Whilst this should be seen as a good move, some players are already mad. McDavid was taken out the line up for a concussion check just as his team was on the verge of a 5-on-3 against the Wild. The captain said of the incident “obviously the spotter thought he knew how I was feeling”. Whilst McDavid’s frustration is understandable, over 100 ex-NHLers are suing the league due to the treatment of their concussions and the concealment of information regarding later issues, including dementia or chronic traumatic encephalopathy.

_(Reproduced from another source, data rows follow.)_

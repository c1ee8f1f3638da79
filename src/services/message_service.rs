use std::sync::Arc;
use tracing::{info, warn};

use crate::database::PayrollStore;
use crate::dto::message_dto::CreateMessagePayload;
use crate::error::{Error, Result};
use crate::models::message::{Message, NewMessage};
use crate::models::payslip::{PayPeriod, Payslip, PayslipStatus};
use crate::utils::token::generate_code;

#[derive(Clone)]
pub struct MessageService {
    store: Arc<dyn PayrollStore>,
    organization: String,
}

pub fn salary_credited_body(
    first_name: &str,
    payslip: &Payslip,
    organization: &str,
) -> String {
    format!(
        "Dear {}, your salary for {}/{} from {} amounting to {} has been credited to your account {} successfully.",
        first_name, payslip.month, payslip.year, organization, payslip.net_salary, payslip.employee_code
    )
}

impl MessageService {
    pub fn new(store: Arc<dyn PayrollStore>, organization: impl Into<String>) -> Self {
        Self {
            store,
            organization: organization.into(),
        }
    }

    /// Drafts the salary notice for each PAID payslip of the period whose
    /// employee has no message for it yet. Returns only the new drafts.
    pub async fn draft_messages_for_paid_payslips(&self, month: i32, year: i32) -> Result<Vec<Message>> {
        let period = PayPeriod::new(month, year)?;
        let mut drafted = Vec::new();

        for payslip in self.store.list_payslips_by_period(period).await? {
            if payslip.status != PayslipStatus::Paid {
                continue;
            }
            let Some(employee) = self.store.find_employee(&payslip.employee_code).await? else {
                warn!(employee = %payslip.employee_code, "Paid payslip without employee record");
                continue;
            };
            let new = NewMessage {
                id: generate_code("MSG"),
                employee_code: payslip.employee_code.clone(),
                body: salary_credited_body(&employee.first_name, &payslip, &self.organization),
                month: payslip.month,
                year: payslip.year,
            };
            match self.store.insert_message(new).await {
                Ok(message) => drafted.push(message),
                Err(Error::Conflict(_)) => continue,
                Err(e) => return Err(e),
            }
        }

        info!(period = %period, drafted = drafted.len(), "Drafted salary messages");
        Ok(drafted)
    }

    pub async fn create_for_payslip(&self, payload: CreateMessagePayload) -> Result<Message> {
        let payslip = self
            .store
            .find_payslip(&payload.payslip_id)
            .await?
            .ok_or_else(|| Error::NotFound(format!("Payslip {} not found", payload.payslip_id)))?;
        let body = payload.body.trim();
        if body.is_empty() {
            return Err(Error::InvalidArgument("Message body is required".to_string()));
        }

        let message = self
            .store
            .insert_message(NewMessage {
                id: generate_code("MSG"),
                employee_code: payslip.employee_code,
                body: body.to_string(),
                month: payslip.month,
                year: payslip.year,
            })
            .await
            .map_err(|e| {
                warn!(payslip = %payload.payslip_id, error = %e, "Message rejected");
                e
            })?;
        info!(message = %message.id, employee = %message.employee_code, "Created message");
        Ok(message)
    }

    pub async fn list_by_employee(&self, employee_code: &str) -> Result<Vec<Message>> {
        self.store.list_messages_by_employee(employee_code).await
    }

    pub async fn list_by_period(&self, month: i32, year: i32) -> Result<Vec<Message>> {
        let period = PayPeriod::new(month, year)?;
        self.store.list_messages_by_period(period).await
    }

    pub async fn list_unsent(&self) -> Result<Vec<Message>> {
        self.store.list_unsent_messages().await
    }

    pub async fn mark_sent(&self, id: &str) -> Result<Message> {
        self.store
            .mark_message_sent(id)
            .await?
            .ok_or_else(|| Error::NotFound(format!("Message {} not found", id)))
    }
}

And it’s not just in the NHL,  similar law suits have been brought against the NFL.

To sum up, concussions – whilst considered minor – can actually have prolonged and worrying implications that affects players’ careers and later life. The newly implemented spotters will be able to react and remove those players believed to have suffered a concussion, but do nothing to actually reduce a concussion occurring. As a parting note, hockey is a sport where players are expected to drop the gloves and fight; an enforcer can fight once or twice a month, so should fighting – which increases the risk of head injuries – be banned?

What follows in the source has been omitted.